[Provided records Boundary: Start]

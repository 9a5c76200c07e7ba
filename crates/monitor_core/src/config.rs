//! Configuração via TOML + configuração imutável da sessão de ingestão.

use crate::buffer::MAX_POINTS;
use serde::{Deserialize, Serialize};
use std::path::{Path, PathBuf};
use std::time::Duration;
use tracing::{info, warn};

/// Baud rate padrão do firmware.
pub const DEFAULT_BAUD: u32 = 115_200;

/// Erros ao salvar/carregar configuração.
#[derive(Debug, thiserror::Error)]
pub enum ConfigError {
    #[error("Erro ao ler {}: {source}", path.display())]
    Read {
        path: PathBuf,
        source: std::io::Error,
    },

    #[error("Erro ao parsear {}: {source}", path.display())]
    Parse {
        path: PathBuf,
        source: toml::de::Error,
    },

    #[error("Erro ao serializar configuração: {0}")]
    Serialize(#[from] toml::ser::Error),

    #[error("Erro ao gravar {}: {source}", path.display())]
    Write {
        path: PathBuf,
        source: std::io::Error,
    },
}

/// Porta padrão por plataforma.
pub fn default_port() -> String {
    if cfg!(windows) {
        "COM8".into()
    } else if cfg!(target_os = "macos") {
        "/dev/tty.usbmodem14101".into()
    } else {
        "/dev/ttyACM0".into()
    }
}

/// Seção `[serial]`.
#[derive(Debug, Clone, Serialize, Deserialize)]
#[serde(default)]
pub struct SerialConfig {
    /// Nome da porta (ex: "/dev/ttyACM0", "COM8")
    pub port: String,
    pub baud: u32,
    /// Timeout de leitura (ms). Limita o tempo para observar o pedido de parada.
    pub read_timeout_ms: u64,
}

impl Default for SerialConfig {
    fn default() -> Self {
        Self {
            port: default_port(),
            baud: DEFAULT_BAUD,
            read_timeout_ms: 100,
        }
    }
}

/// Seção `[filters]`. String vazia = desativado.
#[derive(Debug, Clone, Default, Serialize, Deserialize)]
#[serde(default)]
pub struct FilterConfig {
    /// Só exibe linhas que contêm esta palavra (sem diferenciar maiúsculas)
    pub filter: String,
    /// Oculta linhas que contêm esta palavra (sem diferenciar maiúsculas)
    pub suppress: String,
}

/// Seção `[telemetry]`.
#[derive(Debug, Clone, Serialize, Deserialize)]
#[serde(default)]
pub struct TelemetryConfig {
    /// Tamanho da janela de amostras
    pub max_points: usize,
}

impl Default for TelemetryConfig {
    fn default() -> Self {
        Self {
            max_points: MAX_POINTS,
        }
    }
}

/// Seção `[chart]`.
#[derive(Debug, Clone, Serialize, Deserialize)]
#[serde(default)]
pub struct ChartConfig {
    pub enabled: bool,
    /// Intervalo entre redesenhos (ms)
    pub refresh_ms: u64,
}

impl Default for ChartConfig {
    fn default() -> Self {
        Self {
            enabled: true,
            refresh_ms: 1000,
        }
    }
}

/// Configuração raiz do aplicativo.
#[derive(Debug, Clone, Default, Serialize, Deserialize)]
#[serde(default)]
pub struct AppConfig {
    pub serial: SerialConfig,
    pub filters: FilterConfig,
    pub telemetry: TelemetryConfig,
    pub chart: ChartConfig,
}

impl AppConfig {
    /// Carrega configuração de um arquivo TOML.
    ///
    /// Arquivo ausente ou inválido resulta na configuração padrão.
    pub fn load(path: &Path) -> Self {
        if path.exists() {
            match Self::try_load(path) {
                Ok(config) => {
                    info!("Configuração carregada de {}", path.display());
                    return config;
                }
                Err(e) => warn!("{e}"),
            }
        }

        info!("Usando configuração padrão");
        AppConfig::default()
    }

    /// Como [`AppConfig::load`], mas propaga o erro.
    pub fn try_load(path: &Path) -> Result<Self, ConfigError> {
        let content = std::fs::read_to_string(path).map_err(|source| ConfigError::Read {
            path: path.to_path_buf(),
            source,
        })?;
        toml::from_str(&content).map_err(|source| ConfigError::Parse {
            path: path.to_path_buf(),
            source,
        })
    }

    /// Salva configuração em arquivo TOML.
    pub fn save(&self, path: &Path) -> Result<(), ConfigError> {
        let content = toml::to_string_pretty(self)?;
        std::fs::write(path, content).map_err(|source| ConfigError::Write {
            path: path.to_path_buf(),
            source,
        })?;
        info!("Configuração salva em {}", path.display());
        Ok(())
    }

    /// Retorna o caminho padrão do config.toml (ao lado do executável).
    pub fn default_path() -> PathBuf {
        let exe_dir = std::env::current_exe()
            .map(|p| p.parent().unwrap_or(Path::new(".")).to_path_buf())
            .unwrap_or_else(|_| PathBuf::from("."));
        exe_dir.join("config.toml")
    }

    /// Valida a configuração e retorna lista de erros.
    pub fn validate(&self) -> Vec<String> {
        let mut errors = Vec::new();

        if self.serial.port.trim().is_empty() {
            errors.push("Porta serial não pode ser vazia".into());
        }
        if self.serial.baud == 0 {
            errors.push("Baud rate não pode ser 0".into());
        }
        if !(1..=1000).contains(&self.serial.read_timeout_ms) {
            errors.push(format!(
                "Timeout de leitura inválido: {} ms (1–1000)",
                self.serial.read_timeout_ms
            ));
        }
        if self.telemetry.max_points == 0 {
            errors.push("max_points não pode ser 0".into());
        }
        if self.chart.refresh_ms < 100 {
            errors.push(format!(
                "Intervalo do gráfico inválido: {} ms (mínimo 100)",
                self.chart.refresh_ms
            ));
        }

        errors
    }

    /// Configuração imutável da sessão de ingestão.
    pub fn ingestion(&self) -> IngestionConfig {
        IngestionConfig::new(
            self.serial.port.clone(),
            self.serial.baud,
            &self.filters.filter,
            &self.filters.suppress,
        )
        .with_read_timeout(Duration::from_millis(self.serial.read_timeout_ms))
    }
}

// ──────────────────────────────────────────────
// Sessão de ingestão
// ──────────────────────────────────────────────

/// Parâmetros de uma sessão de ingestão. Imutável depois de construída.
#[derive(Debug, Clone, PartialEq, Eq)]
pub struct IngestionConfig {
    port: String,
    baud: u32,
    filter: Option<String>,
    suppress: Option<String>,
    read_timeout: Duration,
}

impl IngestionConfig {
    /// Palavras-chave são normalizadas para minúsculas; vazias viram `None`.
    pub fn new(port: impl Into<String>, baud: u32, filter: &str, suppress: &str) -> Self {
        Self {
            port: port.into(),
            baud,
            filter: normalize_keyword(filter),
            suppress: normalize_keyword(suppress),
            read_timeout: Duration::from_millis(100),
        }
    }

    pub fn with_read_timeout(mut self, timeout: Duration) -> Self {
        self.read_timeout = timeout;
        self
    }

    pub fn port(&self) -> &str {
        &self.port
    }

    pub fn baud(&self) -> u32 {
        self.baud
    }

    pub fn filter(&self) -> Option<&str> {
        self.filter.as_deref()
    }

    pub fn suppress(&self) -> Option<&str> {
        self.suppress.as_deref()
    }

    pub fn read_timeout(&self) -> Duration {
        self.read_timeout
    }

    /// `true` se a linha deve ir para a saída de exibição.
    ///
    /// `lower` precisa estar em minúsculas.
    pub fn accepts(&self, lower: &str) -> bool {
        if let Some(filter) = &self.filter {
            if !lower.contains(filter.as_str()) {
                return false;
            }
        }
        if let Some(suppress) = &self.suppress {
            if lower.contains(suppress.as_str()) {
                return false;
            }
        }
        true
    }

    /// Avisos de configuração a exibir antes do streaming.
    pub fn warnings(&self) -> Vec<String> {
        let mut warnings = Vec::new();
        if let (Some(filter), Some(suppress)) = (&self.filter, &self.suppress) {
            if filter == suppress {
                warnings.push(format!(
                    "Filter e suppress usam a mesma palavra ('{filter}'): nenhuma linha será exibida"
                ));
            }
        }
        warnings
    }
}

fn normalize_keyword(keyword: &str) -> Option<String> {
    let keyword = keyword.trim();
    (!keyword.is_empty()).then(|| keyword.to_lowercase())
}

[Provided records Boundary: End]

= Problem to work on =
Your output should consist solely of the lines from the beginning of the entries through the line containing "janela de amostras", reproduced exactly.

= Exercise result =
repository 9a5c76200c07e7ba
filename crates/monitor_core/src/config.rs
//! Configuração via TOML + configuração imutável da sessão de ingestão.

use crate::buffer::MAX_POINTS;
use serde::{Deserialize, Serialize};
use std::path::{Path, PathBuf};
use std::time::Duration;
use tracing::{info, warn};

/// Baud rate padrão do firmware.
pub const DEFAULT_BAUD: u32 = 115_200;

/// Erros ao salvar/carregar configuração.
#[derive(Debug, thiserror::Error)]
pub enum ConfigError {
    #[error("Erro ao ler {}: {source}", path.display())]
    Read {
        path: PathBuf,
        source: std::io::Error,
    },

    #[error("Erro ao parsear {}: {source}", path.display())]
    Parse {
        path: PathBuf,
        source: toml::de::Error,
    },

    #[error("Erro ao serializar configuração: {0}")]
    Serialize(#[from] toml::ser::Error),

    #[error("Erro ao gravar {}: {source}", path.display())]
    Write {
        path: PathBuf,
        source: std::io::Error,
    },
}

/// Porta padrão por plataforma.
pub fn default_port() -> String {
    if cfg!(windows) {
        "COM8".into()
    } else if cfg!(target_os = "macos") {
        "/dev/tty.usbmodem14101".into()
    } else {
        "/dev/ttyACM0".into()
    }
}

/// Seção `[serial]`.
#[derive(Debug, Clone, Serialize, Deserialize)]
#[serde(default)]
pub struct SerialConfig {
    /// Nome da porta (ex: "/dev/ttyACM0", "COM8")
    pub port: String,
    pub baud: u32,
    /// Timeout de leitura (ms). Limita o tempo para observar o pedido de parada.
    pub read_timeout_ms: u64,
}

impl Default for SerialConfig {
    fn default() -> Self {
        Self {
            port: default_port(),
            baud: DEFAULT_BAUD,
            read_timeout_ms: 100,
        }
    }
}

/// Seção `[filters]`. String vazia = desativado.
#[derive(Debug, Clone, Default, Serialize, Deserialize)]
#[serde(default)]
pub struct FilterConfig {
    /// Só exibe linhas que contêm esta palavra (sem diferenciar maiúsculas)
    pub filter: String,
    /// Oculta linhas que contêm esta palavra (sem diferenciar maiúsculas)
    pub suppress: String,
}

/// Seção `[telemetry]`.
#[derive(Debug, Clone, Serialize, Deserialize)]
#[serde(default)]
pub struct TelemetryConfig {
    /// Tamanho da janela de amostras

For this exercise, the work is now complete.